December 15th, 2007 at 7:35 pm
First of all I want to thank Zafar for his analysis.
But Zafar before making any demand to this Military+Civil Elites back Govt I want to bring ourselves in special tribunal of our conscious and spirit.
Basically another 14th December gone. Professor Alim Chowdhury, Dr GC Dev, Shaidullah Kaisers are coming to our dream in every day and I think they curse us to
see our hypocrisies and bankruptcy as a nation.
Zafar before demanding the trial for the War criminals and all to an unelected regime, do
you really believe we want to see Moti Mullah and Mullah Mujahid In trial?
You have given the reference of Huji procession on the street, But what was the stand of our great editor Motiur Rahman while he was knee banding in front of Khatib
and have declared a talented young Cartoonist as Criminal .
This same Moti was crying about the agreement
of Al and IOG. I don’t say AL has done right thing.
But I believe People like Motiur Rahman and
all want Al or left Force should do such mistake.

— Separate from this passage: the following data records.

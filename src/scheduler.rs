//! Render job admission.
//!
//! A counting gate over a named in-flight set: at most `max_concurrent`
//! jobs run at once, and the set doubles as the restart gate (no scheduled
//! restart while it is non-empty). Excess callers poll with a bounded
//! sleep-and-retry instead of queueing unboundedly, which caps the memory
//! pressure from simultaneous pages.

use std::collections::HashSet;
use std::sync::{Arc, Mutex};
use std::time::Duration;

use tokio::time::Instant;
use tracing::trace;

use crate::{RenderError, Result};

/// How long a waiting caller sleeps between admission attempts.
const POLL_INTERVAL: Duration = Duration::from_millis(100);

#[derive(Debug)]
pub struct RenderGate {
    max_concurrent: usize,
    in_flight: Mutex<HashSet<String>>,
}

impl RenderGate {
    pub fn new(max_concurrent: usize) -> Self {
        Self {
            max_concurrent: max_concurrent.max(1),
            in_flight: Mutex::new(HashSet::new()),
        }
    }

    /// Admit `name`, waiting up to `deadline` for a slot. Job names are
    /// unique while in flight; a second job with the same name waits for
    /// the first to finish.
    pub async fn admit(self: &Arc<Self>, name: &str, deadline: Duration) -> Result<SlotGuard> {
        let started = Instant::now();
        loop {
            if self.try_admit(name) {
                trace!(job = name, in_flight = self.in_flight(), "job admitted");
                return Ok(SlotGuard {
                    gate: self.clone(),
                    name: name.to_string(),
                });
            }
            if started.elapsed() >= deadline {
                return Err(RenderError::Busy(name.to_string()));
            }
            tokio::time::sleep(POLL_INTERVAL.min(deadline)).await;
        }
    }

    fn try_admit(&self, name: &str) -> bool {
        let mut set = self.in_flight.lock().expect("in-flight set poisoned");
        if set.len() >= self.max_concurrent || set.contains(name) {
            return false;
        }
        set.insert(name.to_string());
        true
    }

    fn release(&self, name: &str) {
        let mut set = self.in_flight.lock().expect("in-flight set poisoned");
        set.remove(name);
    }

    pub fn in_flight(&self) -> usize {
        self.in_flight.lock().expect("in-flight set poisoned").len()
    }

    /// Restart gate: scheduled restarts only proceed when nothing is in
    /// flight.
    pub fn is_idle(&self) -> bool {
        self.in_flight() == 0
    }

    pub fn max_concurrent(&self) -> usize {
        self.max_concurrent
    }
}

/// Releases the job's slot when dropped, on every exit path.
#[derive(Debug)]
pub struct SlotGuard {
    gate: Arc<RenderGate>,
    name: String,
}

impl SlotGuard {
    pub fn name(&self) -> &str {
        &self.name
    }
}

impl Drop for SlotGuard {
    fn drop(&mut self) {
        self.gate.release(&self.name);
    }
}
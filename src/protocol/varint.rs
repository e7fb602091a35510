//! 7-bit variable-length integers
//!
//! Each byte carries 7 value bits, low group first; the MSB is set on every
//! byte except the last. A `u32` takes at most 5 bytes. Signed values are
//! zig-zag folded (sign into bit 0) before encoding.

use crate::error::SerializeError;

pub const MAX_VARINT_LEN: usize = 5;

#[inline(always)]
pub fn zigzag(value: i32) -> u32 {
    ((value << 1) ^ (value >> 31)) as u32
}

#[inline(always)]
pub fn unzigzag(value: u32) -> i32 {
    ((value >> 1) as i32) ^ -((value & 1) as i32)
}

/// Encoded size of `value` in bytes.
#[inline]
pub fn encoded_len(value: u32) -> usize {
    match value {
        0..=0x7F => 1,
        0x80..=0x3FFF => 2,
        0x4000..=0x1F_FFFF => 3,
        0x20_0000..=0x0FFF_FFFF => 4,
        _ => 5,
    }
}

/// Encode into a stack array; returns the array and the used length.
#[inline]
pub fn encode_u32(mut value: u32) -> ([u8; MAX_VARINT_LEN], usize) {
    let mut out = [0u8; MAX_VARINT_LEN];
    let mut n = 0;
    loop {
        let byte = (value & 0x7F) as u8;
        value >>= 7;
        if value == 0 {
            out[n] = byte;
            return (out, n + 1);
        }
        out[n] = byte | 0x80;
        n += 1;
    }
}

#[inline]
pub fn write_u32(out: &mut Vec<u8>, value: u32) {
    let (bytes, n) = encode_u32(value);
    out.extend_from_slice(&bytes[..n]);
}

#[inline]
pub fn write_i32(out: &mut Vec<u8>, value: i32) {
    write_u32(out, zigzag(value));
}

/// Decode from the front of `buf`.
///
/// Returns `Ok(None)` when `buf` ends before the last byte of the varint,
/// otherwise the value and the number of bytes consumed.
#[inline]
pub fn read_u32(buf: &[u8]) -> Result<Option<(u32, usize)>, SerializeError> {
    let mut decoder = VarintDecoder::new();
    for (i, &byte) in buf.iter().enumerate() {
        if let Some(value) = decoder.push(byte).map_err(|_| SerializeError::VarintOverflow(i))? {
            return Ok(Some((value, i + 1)));
        }
    }
    Ok(None)
}

/// Incremental decoder fed one byte at a time, so a varint may straddle any
/// number of buffer boundaries.
#[derive(Debug, Clone, Copy, Default)]
pub struct VarintDecoder {
    value: u32,
    shift: u32,
    count: usize,
}

/// A sixth continuation byte or bits beyond 32.
#[derive(Debug, Clone, Copy, PartialEq, Eq)]
pub struct Overflow;

impl VarintDecoder {
    pub const fn new() -> Self {
        Self {
            value: 0,
            shift: 0,
            count: 0,
        }
    }

    /// Feed one byte; yields the value when it completes. The decoder resets
    /// itself after a completed value or an overflow.
    #[inline]
    pub fn push(&mut self, byte: u8) -> Result<Option<u32>, Overflow> {
        let bits = (byte & 0x7F) as u32;
        // Fifth byte may only carry the top 4 bits
        if self.count == MAX_VARINT_LEN - 1 && (byte & 0x80 != 0 || bits > 0x0F) {
            *self = Self::new();
            return Err(Overflow);
        }
        self.value |= bits << self.shift;
        self.shift += 7;
        self.count += 1;
        if byte & 0x80 == 0 {
            let value = self.value;
            *self = Self::new();
            return Ok(Some(value));
        }
        Ok(None)
    }

    /// True between the first and last byte of a value.
    #[inline(always)]
    pub fn in_progress(&self) -> bool {
        self.count > 0
    }
}
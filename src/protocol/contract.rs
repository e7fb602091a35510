//! Serialization contract shared by the wire and tree backends
//!
//! Every primitive is written and read under a key, inside the currently open
//! section. Both ends must issue the same sequence of calls; a mismatch is a
//! protocol bug, diagnosed (not prevented) by the binary backend's debug
//! headers.

use std::fmt;

use serde::{Deserialize, Serialize};
use tracing::warn;

use super::message::MessageId;
use crate::core::{KindTable, Nid, TypeTag};
use crate::error::SerializeError;

/// Field name plus optional element index for array-like fields.
#[derive(Debug, Clone, Copy, PartialEq, Eq, Hash)]
pub struct Key<'a> {
    pub name: &'a str,
    pub index: Option<u32>,
}

impl<'a> Key<'a> {
    pub const fn new(name: &'a str) -> Self {
        Self { name, index: None }
    }

    pub const fn indexed(name: &'a str, index: u32) -> Self {
        Self {
            name,
            index: Some(index),
        }
    }
}

impl<'a> From<&'a str> for Key<'a> {
    fn from(name: &'a str) -> Self {
        Key::new(name)
    }
}

impl<'a> From<(&'a str, u32)> for Key<'a> {
    fn from((name, index): (&'a str, u32)) -> Self {
        Key::indexed(name, index)
    }
}

impl fmt::Display for Key<'_> {
    fn fmt(&self, f: &mut fmt::Formatter<'_>) -> fmt::Result {
        match self.index {
            Some(i) => write!(f, "{}[{}]", self.name, i),
            None => f.write_str(self.name),
        }
    }
}

#[derive(Debug, Clone, Copy, PartialEq, Default, Serialize, Deserialize)]
pub struct Point {
    pub x: f32,
    pub y: f32,
}

impl Point {
    pub const fn new(x: f32, y: f32) -> Self {
        Self { x, y }
    }
}

/// Position on the pathfinding grid together with the area it belongs to.
#[derive(Debug, Clone, Copy, PartialEq, Default, Serialize, Deserialize)]
pub struct PathPos {
    pub point: Point,
    pub area: u32,
}

/// What the call site statically knows about a NID's type.
#[derive(Debug, Clone, Copy, PartialEq, Eq)]
pub enum NidForm {
    /// Type is implied by the field; the tag is not on the wire
    Typed(TypeTag),
    /// Type varies; the tag is written after the id
    Tagged,
}

/// Names of the primitives, as written in debug headers.
#[derive(Debug, Clone, Copy, PartialEq, Eq, Hash)]
pub enum PrimitiveKind {
    Open,
    Close,
    Bool,
    U8,
    VarU32,
    VarI32,
    Str,
    UniqueStr,
    F32,
    Point,
    PathPos,
    Bytes,
    Nid,
}

impl PrimitiveKind {
    pub const fn name(self) -> &'static str {
        match self {
            Self::Open => "open",
            Self::Close => "close",
            Self::Bool => "bool",
            Self::U8 => "byte",
            Self::VarU32 => "uint",
            Self::VarI32 => "int",
            Self::Str => "string",
            Self::UniqueStr => "ustring",
            Self::F32 => "float",
            Self::Point => "point",
            Self::PathPos => "pathpos",
            Self::Bytes => "bytes",
            Self::Nid => "nid",
        }
    }
}

impl fmt::Display for PrimitiveKind {
    fn fmt(&self, f: &mut fmt::Formatter<'_>) -> fmt::Result {
        f.write_str(self.name())
    }
}

/// Debug-header mismatch between what the reader expected and what the
/// writer declared.
#[derive(Debug, Clone, PartialEq, Eq)]
pub struct Desync {
    pub offset: usize,
    pub expected_kind: &'static str,
    pub found_kind: String,
    pub expected_key: String,
    pub found_key: String,
}

impl fmt::Display for Desync {
    fn fmt(&self, f: &mut fmt::Formatter<'_>) -> fmt::Result {
        write!(
            f,
            "at {}: expected {} {:?}, found {} {:?}",
            self.offset, self.expected_kind, self.expected_key, self.found_kind, self.found_key
        )
    }
}

/// Sub-object addressed inside a replicated object.
#[derive(Debug, Clone, Copy, PartialEq, Eq, Hash)]
pub struct Substate {
    pub id: u8,
    pub index: u32,
}

/// Routing header of a replication message.
#[derive(Debug, Clone, Copy, PartialEq, Eq)]
pub struct MessageHeader {
    pub msg: u8,
    pub nid: Nid,
    pub substate: Option<Substate>,
}

impl MessageHeader {
    pub fn new(msg: MessageId, nid: Nid) -> Self {
        Self {
            msg: msg as u8,
            nid,
            substate: None,
        }
    }

    pub fn with_substate(mut self, id: u8, index: u32) -> Self {
        self.substate = Some(Substate { id, index });
        self
    }

    pub fn message_id(&self) -> Option<MessageId> {
        MessageId::from_u8(self.msg)
    }

    /// True when the object type was not recognized and the body must be
    /// skipped.
    pub fn is_dropped(&self) -> bool {
        self.nid.tag() == TypeTag::NONE
    }
}

/// Write side of the contract.
pub trait Writer {
    fn kinds(&self) -> &KindTable;

    fn open_section<'k>(&mut self, key: impl Into<Key<'k>>) -> Result<(), SerializeError>;
    fn close_section<'k>(&mut self, key: impl Into<Key<'k>>) -> Result<(), SerializeError>;

    fn write_bool<'k>(&mut self, key: impl Into<Key<'k>>, value: bool) -> Result<(), SerializeError>;
    fn write_u8<'k>(&mut self, key: impl Into<Key<'k>>, value: u8) -> Result<(), SerializeError>;
    fn write_var_u32<'k>(&mut self, key: impl Into<Key<'k>>, value: u32) -> Result<(), SerializeError>;
    fn write_var_i32<'k>(&mut self, key: impl Into<Key<'k>>, value: i32) -> Result<(), SerializeError>;
    fn write_str<'k>(&mut self, key: impl Into<Key<'k>>, value: &str) -> Result<(), SerializeError>;
    /// Interned through the session string table when one is attached.
    fn write_unique_str<'k>(&mut self, key: impl Into<Key<'k>>, value: &str) -> Result<(), SerializeError>;
    fn write_f32<'k>(&mut self, key: impl Into<Key<'k>>, value: f32) -> Result<(), SerializeError>;
    fn write_point<'k>(&mut self, key: impl Into<Key<'k>>, value: Point) -> Result<(), SerializeError>;
    fn write_path_pos<'k>(&mut self, key: impl Into<Key<'k>>, value: PathPos) -> Result<(), SerializeError>;
    fn write_bytes<'k>(&mut self, key: impl Into<Key<'k>>, value: &[u8]) -> Result<(), SerializeError>;
    fn write_nid<'k>(&mut self, key: impl Into<Key<'k>>, nid: Nid, form: NidForm) -> Result<(), SerializeError>;

    /// First byte of a message. The wire backend writes it raw, outside any
    /// debug header, so the transport can route on it.
    fn write_message_id(&mut self, msg: u8) -> Result<(), SerializeError>;

    /// Message id, `type`, `id`, then `substate`/`substate_index` for
    /// [`MessageId::SubstateUpdate`].
    fn write_message_header(&mut self, header: &MessageHeader) -> Result<(), SerializeError> {
        self.write_message_id(header.msg)?;
        self.write_u8("type", header.nid.tag().0)?;
        self.write_var_u32("id", header.nid.packed())?;
        if header.msg == MessageId::SubstateUpdate as u8 {
            let substate = header.substate.unwrap_or(Substate { id: 0, index: 0 });
            self.write_u8("substate", substate.id)?;
            self.write_var_u32("substate_index", substate.index)?;
        }
        Ok(())
    }
}

/// Read side of the contract.
pub trait Reader {
    fn kinds(&self) -> &KindTable;

    fn open_section<'k>(&mut self, key: impl Into<Key<'k>>) -> Result<(), SerializeError>;
    fn close_section<'k>(&mut self, key: impl Into<Key<'k>>) -> Result<(), SerializeError>;

    fn read_bool<'k>(&mut self, key: impl Into<Key<'k>>) -> Result<bool, SerializeError>;
    fn read_u8<'k>(&mut self, key: impl Into<Key<'k>>) -> Result<u8, SerializeError>;
    fn read_var_u32<'k>(&mut self, key: impl Into<Key<'k>>) -> Result<u32, SerializeError>;
    fn read_var_i32<'k>(&mut self, key: impl Into<Key<'k>>) -> Result<i32, SerializeError>;
    fn read_str<'k>(&mut self, key: impl Into<Key<'k>>) -> Result<String, SerializeError>;
    fn read_unique_str<'k>(&mut self, key: impl Into<Key<'k>>) -> Result<String, SerializeError>;
    fn read_f32<'k>(&mut self, key: impl Into<Key<'k>>) -> Result<f32, SerializeError>;
    fn read_point<'k>(&mut self, key: impl Into<Key<'k>>) -> Result<Point, SerializeError>;
    fn read_path_pos<'k>(&mut self, key: impl Into<Key<'k>>) -> Result<PathPos, SerializeError>;
    fn read_bytes<'k>(&mut self, key: impl Into<Key<'k>>) -> Result<Vec<u8>, SerializeError>;
    fn read_nid<'k>(&mut self, key: impl Into<Key<'k>>, form: NidForm) -> Result<Nid, SerializeError>;

    fn read_message_id(&mut self) -> Result<u8, SerializeError>;

    /// Counterpart of [`Writer::write_message_header`].
    ///
    /// A type tag missing from the kind table is logged and reported as the
    /// sentinel header (`TypeTag::NONE`, null id); see
    /// [`MessageHeader::is_dropped`].
    fn read_message_header(&mut self) -> Result<MessageHeader, SerializeError> {
        let msg = self.read_message_id()?;
        let tag = TypeTag(self.read_u8("type")?);
        let packed = self.read_var_u32("id")?;
        let substate = if msg == MessageId::SubstateUpdate as u8 {
            let id = self.read_u8("substate")?;
            let index = self.read_var_u32("substate_index")?;
            Some(Substate { id, index })
        } else {
            None
        };

        let nid = if self.kinds().contains(tag) {
            Nid::from_packed(tag, packed)
        } else {
            warn!(msg, tag = tag.0, packed, "message references unregistered object type");
            Nid::NULL
        };

        Ok(MessageHeader { msg, nid, substate })
    }
}
//! Core module: object addressing and buffer management
//!
//! - NID packing, string forms and the static type table
//! - Session-scoped object registry
//! - Pooled fixed-size send buffers
//! - Fixed-capacity ring used by the profiler window

pub mod kind;
pub mod nid;
pub mod pool;
pub mod registry;
mod ring_buffer;

pub use kind::{Factory, KindInfo, KindTable, TypeTag};
pub use nid::{Nid, NidContext};
pub use pool::{Buffer, BufferPool, PoolStats};
pub use registry::{ObjectRegistry, Replicated};
pub use ring_buffer::RingBuffer;
//! Session-scoped object registry
//!
//! Resolves NIDs to live objects. One registry per session, passed by
//! reference; there is no global instance.

use std::any::Any;
use std::collections::HashMap;
use std::sync::Arc;

use parking_lot::RwLock;
use tracing::warn;

use super::kind::{KindTable, TypeTag};
use super::nid::Nid;

/// Upcast helper so registry entries can be downcast to their concrete type.
pub trait AsAnyArc {
    fn into_any_arc(self: Arc<Self>) -> Arc<dyn Any + Send + Sync>;
}

impl<T: Any + Send + Sync> AsAnyArc for T {
    fn into_any_arc(self: Arc<Self>) -> Arc<dyn Any + Send + Sync> {
        self
    }
}

/// A live object addressable by NID.
pub trait Replicated: AsAnyArc + Send + Sync {
    fn nid(&self) -> Nid;
}

type Key = (TypeTag, u32);

/// NID -> object map for one session.
pub struct ObjectRegistry {
    kinds: KindTable,
    objects: RwLock<HashMap<Key, Arc<dyn Replicated>>>,
}

impl ObjectRegistry {
    pub fn new(kinds: KindTable) -> Self {
        Self {
            kinds,
            objects: RwLock::new(HashMap::new()),
        }
    }

    pub fn kinds(&self) -> &KindTable {
        &self.kinds
    }

    /// Register an object under its own NID. Returns the object it replaced.
    pub fn insert(&self, object: Arc<dyn Replicated>) -> Option<Arc<dyn Replicated>> {
        let nid = object.nid();
        if nid.is_null() {
            warn!(nid = %nid, "refusing to register object with null nid");
            return None;
        }
        self.objects.write().insert((nid.tag(), nid.packed()), object)
    }

    pub fn remove(&self, nid: Nid) -> Option<Arc<dyn Replicated>> {
        self.objects.write().remove(&(nid.tag(), nid.packed()))
    }

    pub fn get_dyn(&self, nid: Nid) -> Option<Arc<dyn Replicated>> {
        if nid.is_null() {
            return None;
        }
        self.objects.read().get(&(nid.tag(), nid.packed())).cloned()
    }

    /// Resolve to a concrete type. Null NIDs resolve to `None`; a registered
    /// object of another type is logged and also resolves to `None`.
    pub fn get<T: Replicated + 'static>(&self, nid: Nid) -> Option<Arc<T>> {
        let object = self.get_dyn(nid)?;
        match object.into_any_arc().downcast::<T>() {
            Ok(typed) => Some(typed),
            Err(_) => {
                warn!(
                    nid = %nid.to_string_with(&self.kinds),
                    expected = std::any::type_name::<T>(),
                    "nid resolves to an object of another type"
                );
                None
            }
        }
    }

    /// Look up or build the object for a NID received from a peer.
    pub fn instantiate(&self, nid: Nid) -> Option<Arc<dyn Replicated>> {
        if nid.is_null() {
            return None;
        }
        if let Some(existing) = self.get_dyn(nid) {
            return Some(existing);
        }
        let Some(factory) = self.kinds.get(nid.tag()).and_then(|k| k.factory) else {
            warn!(nid = %nid, "no factory for object type");
            return None;
        };
        let object = factory(nid);
        let mut objects = self.objects.write();
        Some(objects.entry((nid.tag(), nid.packed())).or_insert(object).clone())
    }

    pub fn len(&self) -> usize {
        self.objects.read().len()
    }

    pub fn is_empty(&self) -> bool {
        self.objects.read().is_empty()
    }

    pub fn clear(&self) {
        self.objects.write().clear();
    }
}
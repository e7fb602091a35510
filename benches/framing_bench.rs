//! Criterion benchmarks for the send pump and serialization
//!
//! Run with: cargo bench

use std::sync::Arc;

use criterion::{black_box, criterion_group, criterion_main, Criterion, Throughput};
use repnet::core::{Buffer, BufferPool, KindInfo, KindTable, Nid, TypeTag};
use repnet::network::{AsyncSender, FrameSink};
use repnet::protocol::{
    varint, BinaryReader, BinaryWriter, FrameDecoder, MessageHeader, MessageId, Point, Reader,
    Writer,
};

const ARMY: TypeTag = TypeTag(1);
static ROWS: [KindInfo; 1] = [KindInfo::new(ARMY, "Army", true)];
static KINDS: KindTable = KindTable::new(&ROWS);

/// Completes writes immediately and discards the bytes.
struct Discard;

impl FrameSink for Discard {
    fn transmit(&self, sender: &AsyncSender, buffer: Buffer) {
        let len = buffer.len();
        black_box(buffer.as_bytes());
        sender.on_sent(buffer, len, self);
    }

    fn is_connected(&self) -> bool {
        true
    }
}

fn bench_varint(c: &mut Criterion) {
    let mut group = c.benchmark_group("varint");
    group.throughput(Throughput::Elements(1));

    group.bench_function("encode", |b| {
        let mut i = 0u32;
        b.iter(|| {
            black_box(varint::encode_u32(black_box(i)));
            i = i.wrapping_add(7919);
        });
    });

    group.bench_function("decode", |b| {
        let (bytes, len) = varint::encode_u32(300_000);
        b.iter(|| black_box(varint::read_u32(black_box(&bytes[..len]))));
    });

    group.finish();
}

fn bench_sender(c: &mut Criterion) {
    let mut group = c.benchmark_group("sender");

    for payload_len in [16usize, 256, 4096] {
        group.throughput(Throughput::Bytes(payload_len as u64));
        group.bench_function(format!("send_{payload_len}"), |b| {
            let sender = AsyncSender::new(Arc::new(BufferPool::new(1024, 16)));
            let payload = vec![0xA5u8; payload_len];
            b.iter(|| sender.send(black_box(&payload), &Discard));
        });
    }

    group.bench_function("decode_1000_frames", |b| {
        let stream: Vec<u8> = (0..1000)
            .flat_map(|i| repnet::protocol::encode_frame(&vec![i as u8; 64]))
            .collect();
        b.iter(|| {
            let mut decoder = FrameDecoder::new(1 << 20);
            decoder.push(black_box(&stream));
            let mut n = 0;
            while let Ok(Some(frame)) = decoder.next_frame() {
                n += frame.len();
            }
            black_box(n)
        });
    });

    group.finish();
}

fn bench_serialize(c: &mut Criterion) {
    let mut group = c.benchmark_group("serialize");
    group.throughput(Throughput::Elements(1));
    let nid = Nid::new(ARMY, 12, 4000).unwrap();

    let write = || {
        let mut w = BinaryWriter::with_capacity(64).with_kinds(KINDS);
        w.write_message_header(&MessageHeader::new(MessageId::ObjectUpdate, nid))
            .unwrap();
        w.write_point("pos", Point::new(12.5, -4.0)).unwrap();
        w.write_var_i32("hp", -250).unwrap();
        w.write_unique_str("banner", "Crimson").unwrap();
        w.into_bytes()
    };

    group.bench_function("write_update", |b| b.iter(|| black_box(write())));

    let bytes = write();
    group.bench_function("read_update", |b| {
        b.iter(|| {
            let mut r = BinaryReader::new(black_box(&bytes)).with_kinds(KINDS);
            let header = r.read_message_header().unwrap();
            let pos = r.read_point("pos").unwrap();
            let hp = r.read_var_i32("hp").unwrap();
            let banner = r.read_unique_str("banner").unwrap();
            black_box((header, pos, hp, banner))
        });
    });

    group.finish();
}

criterion_group!(benches, bench_varint, bench_sender, bench_serialize);
criterion_main!(benches);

What do you say about people like Dr Kamal while he refers student movement of DU as
political conspiracy?
He is such a prominent lawyer . is he not misguiding the nations with out any proof?
What about professor Yunus who is openly giving A+ to Yes Uddin.
Problem is that our current civil society can’t be the next generation of Shahid Budhdhi Jibi.They even could not get the legacy of Kabir Chowdhury, Shamsur Rahman,
Humayun Azad or Muntasir Mamun.
Once respected Dr Akbar Ali khan wrote in Shamokal if Civil society starts to do politics they can’t be told Civil society.
Can you expect the support of such editor who openly asked Military to take power.
Can you show one proof that Editors of The Hindu or The Strait Times are asking their army to take over the power.
Basically Our leadership of Civil society is completely on wrong hand. If the mind set of
ours is not change I am not at all optimistic on the trial of War Criminals
December 16th, 2007 at 6:16 am
Bitter boy #1
I am not sure for whom you are serving for . But according to you what is alive issue.
Sorry to say that your baseless accusation & Logic are not accepted.
December 16th, 2007 at 7:42 pm
Thank you for this really well written and timely piece! Even if the current regime may not be the proper authority to make your case to, given the nascent but growing mass support for the cause of trying the war criminals, I see some hope that the next democratically (or should we just say politically?) elected govt may be forced to take it seriously.
That is to say, if we don’t let ourselves be distracted by rogue elements and/or a few intellectual midgets, we should be able to enlist the Trial of Razakars as one of the key agenda for the next party that wants to get elected.
And if we don’t get an election any time soon, as many of us fear, then we’ll have no other choice than forcing this very regime to address this issue. Either way, we shall have to continue amassing support (of which there is plenty — what’s missing is our general lack of trust in ANY of our govts to do the right thing) and raising public awareness so that our energies and efforts are well focused. And time is running out, we are losing crucial evidence as well as witnesses.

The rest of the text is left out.